→ **What you should do**
After locating the line that contains "use scanline::Rasterize;" in the records below, write out exactly that line and each line after it through the one that contains "path.line_to(x1, y2);", and nothing else.

→ **Records for the exercise**
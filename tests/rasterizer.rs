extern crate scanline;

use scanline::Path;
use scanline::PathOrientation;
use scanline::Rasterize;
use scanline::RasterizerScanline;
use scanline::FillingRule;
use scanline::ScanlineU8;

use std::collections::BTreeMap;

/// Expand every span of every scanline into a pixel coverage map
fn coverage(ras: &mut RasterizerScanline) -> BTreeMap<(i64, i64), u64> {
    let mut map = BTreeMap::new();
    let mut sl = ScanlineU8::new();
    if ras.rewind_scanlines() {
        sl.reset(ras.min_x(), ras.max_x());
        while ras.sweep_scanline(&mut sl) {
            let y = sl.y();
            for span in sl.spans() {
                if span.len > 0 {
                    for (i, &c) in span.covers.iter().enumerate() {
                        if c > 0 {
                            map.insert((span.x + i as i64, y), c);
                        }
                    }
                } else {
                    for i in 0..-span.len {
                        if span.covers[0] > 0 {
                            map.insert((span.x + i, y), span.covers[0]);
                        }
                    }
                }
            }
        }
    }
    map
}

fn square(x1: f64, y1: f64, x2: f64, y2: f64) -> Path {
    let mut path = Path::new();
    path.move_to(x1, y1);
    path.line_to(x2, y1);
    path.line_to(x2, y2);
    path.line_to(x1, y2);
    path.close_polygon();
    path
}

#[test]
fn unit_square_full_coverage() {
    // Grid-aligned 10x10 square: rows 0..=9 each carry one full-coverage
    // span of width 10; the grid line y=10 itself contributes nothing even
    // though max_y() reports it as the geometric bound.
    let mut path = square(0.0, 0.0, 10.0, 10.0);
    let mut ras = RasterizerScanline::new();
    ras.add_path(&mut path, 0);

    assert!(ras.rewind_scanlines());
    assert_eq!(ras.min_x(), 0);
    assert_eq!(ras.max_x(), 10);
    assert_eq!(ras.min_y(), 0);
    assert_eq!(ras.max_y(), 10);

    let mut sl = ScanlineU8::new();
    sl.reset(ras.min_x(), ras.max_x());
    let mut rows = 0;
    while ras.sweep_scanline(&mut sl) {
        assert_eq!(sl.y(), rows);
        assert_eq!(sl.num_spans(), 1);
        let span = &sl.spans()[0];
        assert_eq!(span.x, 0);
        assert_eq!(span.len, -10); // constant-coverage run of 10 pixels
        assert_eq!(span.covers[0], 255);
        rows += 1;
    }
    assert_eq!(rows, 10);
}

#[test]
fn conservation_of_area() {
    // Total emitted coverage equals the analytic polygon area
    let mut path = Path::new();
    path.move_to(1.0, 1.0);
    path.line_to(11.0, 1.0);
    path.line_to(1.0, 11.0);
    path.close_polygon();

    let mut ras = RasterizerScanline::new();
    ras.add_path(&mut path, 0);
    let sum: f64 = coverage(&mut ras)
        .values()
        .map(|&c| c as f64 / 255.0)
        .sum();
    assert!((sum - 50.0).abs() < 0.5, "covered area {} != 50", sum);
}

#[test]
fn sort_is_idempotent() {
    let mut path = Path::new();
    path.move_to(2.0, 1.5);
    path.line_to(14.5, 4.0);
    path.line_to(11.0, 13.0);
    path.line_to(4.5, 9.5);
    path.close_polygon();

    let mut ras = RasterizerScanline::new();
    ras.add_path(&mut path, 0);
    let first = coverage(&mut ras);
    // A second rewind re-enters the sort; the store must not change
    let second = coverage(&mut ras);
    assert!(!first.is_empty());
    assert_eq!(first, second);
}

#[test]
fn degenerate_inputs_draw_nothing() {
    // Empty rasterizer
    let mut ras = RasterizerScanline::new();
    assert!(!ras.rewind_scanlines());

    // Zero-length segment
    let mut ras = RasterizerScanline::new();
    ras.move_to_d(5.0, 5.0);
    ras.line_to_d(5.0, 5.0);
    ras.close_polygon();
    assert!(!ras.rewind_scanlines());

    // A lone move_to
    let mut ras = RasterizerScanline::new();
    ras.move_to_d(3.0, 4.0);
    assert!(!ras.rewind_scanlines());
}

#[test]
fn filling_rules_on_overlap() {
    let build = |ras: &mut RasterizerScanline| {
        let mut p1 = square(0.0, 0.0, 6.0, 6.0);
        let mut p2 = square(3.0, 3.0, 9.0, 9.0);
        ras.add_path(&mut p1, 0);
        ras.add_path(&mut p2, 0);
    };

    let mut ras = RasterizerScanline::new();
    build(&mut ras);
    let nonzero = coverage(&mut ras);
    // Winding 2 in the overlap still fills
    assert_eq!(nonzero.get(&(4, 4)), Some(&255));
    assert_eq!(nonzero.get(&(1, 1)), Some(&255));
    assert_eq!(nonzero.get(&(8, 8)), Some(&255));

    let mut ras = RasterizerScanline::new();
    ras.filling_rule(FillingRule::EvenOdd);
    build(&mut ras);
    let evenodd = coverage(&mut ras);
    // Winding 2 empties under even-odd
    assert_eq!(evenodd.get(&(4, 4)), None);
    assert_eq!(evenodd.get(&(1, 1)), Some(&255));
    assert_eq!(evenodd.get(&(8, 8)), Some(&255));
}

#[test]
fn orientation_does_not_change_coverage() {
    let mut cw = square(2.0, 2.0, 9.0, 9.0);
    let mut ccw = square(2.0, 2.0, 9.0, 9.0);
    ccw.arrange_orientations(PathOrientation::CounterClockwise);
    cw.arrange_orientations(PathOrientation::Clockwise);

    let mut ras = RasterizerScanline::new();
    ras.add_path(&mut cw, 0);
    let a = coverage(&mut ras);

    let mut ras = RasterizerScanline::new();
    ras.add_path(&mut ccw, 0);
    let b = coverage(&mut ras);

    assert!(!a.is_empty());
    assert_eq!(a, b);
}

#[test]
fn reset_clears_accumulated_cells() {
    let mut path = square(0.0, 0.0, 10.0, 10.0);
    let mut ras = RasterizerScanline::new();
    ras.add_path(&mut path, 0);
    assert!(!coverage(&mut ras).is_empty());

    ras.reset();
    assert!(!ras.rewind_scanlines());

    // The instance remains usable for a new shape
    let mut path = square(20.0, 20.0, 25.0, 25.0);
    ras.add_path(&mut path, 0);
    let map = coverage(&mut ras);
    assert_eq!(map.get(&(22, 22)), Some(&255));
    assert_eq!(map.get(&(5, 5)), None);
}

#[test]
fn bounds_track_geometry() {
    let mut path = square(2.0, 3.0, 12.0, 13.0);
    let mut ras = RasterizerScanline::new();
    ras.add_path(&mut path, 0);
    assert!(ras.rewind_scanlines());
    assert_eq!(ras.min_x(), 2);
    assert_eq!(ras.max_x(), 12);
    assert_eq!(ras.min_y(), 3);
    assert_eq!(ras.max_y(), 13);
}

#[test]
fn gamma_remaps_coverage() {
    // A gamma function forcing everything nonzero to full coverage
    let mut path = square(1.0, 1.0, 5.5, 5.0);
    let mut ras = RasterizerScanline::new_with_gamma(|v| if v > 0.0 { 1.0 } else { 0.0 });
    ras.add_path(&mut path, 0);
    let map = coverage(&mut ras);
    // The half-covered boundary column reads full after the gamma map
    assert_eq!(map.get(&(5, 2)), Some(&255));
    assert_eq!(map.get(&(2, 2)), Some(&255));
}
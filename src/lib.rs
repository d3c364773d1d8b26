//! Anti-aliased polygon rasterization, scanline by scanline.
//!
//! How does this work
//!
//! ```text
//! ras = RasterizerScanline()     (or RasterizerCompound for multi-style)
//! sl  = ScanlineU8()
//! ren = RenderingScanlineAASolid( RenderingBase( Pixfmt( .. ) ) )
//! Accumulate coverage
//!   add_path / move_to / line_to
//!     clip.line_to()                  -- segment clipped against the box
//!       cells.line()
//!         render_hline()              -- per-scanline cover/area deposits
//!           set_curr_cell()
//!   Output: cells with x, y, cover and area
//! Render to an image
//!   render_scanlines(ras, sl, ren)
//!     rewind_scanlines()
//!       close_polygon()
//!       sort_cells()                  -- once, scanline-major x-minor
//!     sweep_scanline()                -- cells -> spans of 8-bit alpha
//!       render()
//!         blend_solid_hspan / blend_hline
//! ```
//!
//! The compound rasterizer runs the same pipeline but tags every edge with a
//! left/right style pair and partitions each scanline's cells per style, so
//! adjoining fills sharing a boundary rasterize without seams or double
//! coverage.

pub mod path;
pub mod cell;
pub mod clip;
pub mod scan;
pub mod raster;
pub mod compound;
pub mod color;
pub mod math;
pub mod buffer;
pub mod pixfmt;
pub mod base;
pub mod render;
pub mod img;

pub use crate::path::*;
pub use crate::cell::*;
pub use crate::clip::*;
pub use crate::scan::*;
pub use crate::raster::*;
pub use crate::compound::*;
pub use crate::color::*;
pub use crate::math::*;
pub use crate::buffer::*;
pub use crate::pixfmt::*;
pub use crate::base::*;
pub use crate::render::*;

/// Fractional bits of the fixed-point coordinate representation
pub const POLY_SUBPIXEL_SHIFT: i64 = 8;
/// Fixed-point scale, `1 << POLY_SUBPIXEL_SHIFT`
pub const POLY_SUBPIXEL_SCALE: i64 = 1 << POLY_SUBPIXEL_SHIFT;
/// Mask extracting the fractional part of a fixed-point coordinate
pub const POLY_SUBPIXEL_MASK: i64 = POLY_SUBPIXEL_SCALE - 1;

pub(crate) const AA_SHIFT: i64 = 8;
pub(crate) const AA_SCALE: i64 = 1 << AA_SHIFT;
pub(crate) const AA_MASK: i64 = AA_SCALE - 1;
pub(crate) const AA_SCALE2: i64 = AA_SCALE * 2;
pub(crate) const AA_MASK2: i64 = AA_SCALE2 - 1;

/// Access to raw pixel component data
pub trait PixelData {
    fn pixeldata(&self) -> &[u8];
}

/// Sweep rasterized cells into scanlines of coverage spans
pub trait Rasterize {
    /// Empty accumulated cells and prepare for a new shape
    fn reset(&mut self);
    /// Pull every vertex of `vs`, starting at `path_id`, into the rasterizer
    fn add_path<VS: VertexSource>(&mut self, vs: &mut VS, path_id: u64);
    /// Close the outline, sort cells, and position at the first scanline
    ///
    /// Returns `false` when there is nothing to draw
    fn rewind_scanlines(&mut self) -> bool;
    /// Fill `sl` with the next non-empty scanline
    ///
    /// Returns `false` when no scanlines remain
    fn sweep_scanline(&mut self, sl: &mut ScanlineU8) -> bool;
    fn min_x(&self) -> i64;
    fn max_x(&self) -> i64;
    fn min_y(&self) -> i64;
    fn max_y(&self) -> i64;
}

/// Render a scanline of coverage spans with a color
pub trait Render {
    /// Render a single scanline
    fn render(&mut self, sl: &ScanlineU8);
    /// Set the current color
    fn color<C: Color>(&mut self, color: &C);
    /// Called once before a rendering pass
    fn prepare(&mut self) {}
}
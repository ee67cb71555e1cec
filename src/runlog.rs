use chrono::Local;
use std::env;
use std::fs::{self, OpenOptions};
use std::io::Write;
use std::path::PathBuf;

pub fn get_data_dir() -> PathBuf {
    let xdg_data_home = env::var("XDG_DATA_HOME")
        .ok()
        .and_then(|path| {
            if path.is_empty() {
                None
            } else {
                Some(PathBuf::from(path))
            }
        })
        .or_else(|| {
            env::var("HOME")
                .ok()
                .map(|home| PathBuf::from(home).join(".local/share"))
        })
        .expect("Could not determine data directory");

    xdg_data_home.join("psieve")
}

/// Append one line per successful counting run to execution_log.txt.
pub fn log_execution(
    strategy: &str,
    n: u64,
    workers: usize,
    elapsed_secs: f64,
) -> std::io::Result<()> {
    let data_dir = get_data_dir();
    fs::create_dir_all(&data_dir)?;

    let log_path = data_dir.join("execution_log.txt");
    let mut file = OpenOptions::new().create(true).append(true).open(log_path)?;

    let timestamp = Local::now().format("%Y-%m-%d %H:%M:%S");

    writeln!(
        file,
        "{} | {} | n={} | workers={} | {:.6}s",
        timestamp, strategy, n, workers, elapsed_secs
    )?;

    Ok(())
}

→ **Problem solution**
use scanline::Rasterize;
use scanline::RasterizerScanline;
use scanline::FillingRule;
use scanline::ScanlineU8;

use std::collections::BTreeMap;

/// Expand every span of every scanline into a pixel coverage map
fn coverage(ras: &mut RasterizerScanline) -> BTreeMap<(i64, i64), u64> {
    let mut map = BTreeMap::new();
    let mut sl = ScanlineU8::new();
    if ras.rewind_scanlines() {
        sl.reset(ras.min_x(), ras.max_x());
        while ras.sweep_scanline(&mut sl) {
            let y = sl.y();
            for span in sl.spans() {
                if span.len > 0 {
                    for (i, &c) in span.covers.iter().enumerate() {
                        if c > 0 {
                            map.insert((span.x + i as i64, y), c);
                        }
                    }
                } else {
                    for i in 0..-span.len {
                        if span.covers[0] > 0 {
                            map.insert((span.x + i, y), span.covers[0]);
                        }
                    }
                }
            }
        }
    }
    map
}

fn square(x1: f64, y1: f64, x2: f64, y2: f64) -> Path {
    let mut path = Path::new();
    path.move_to(x1, y1);
    path.line_to(x2, y1);
    path.line_to(x2, y2);
    path.line_to(x1, y2);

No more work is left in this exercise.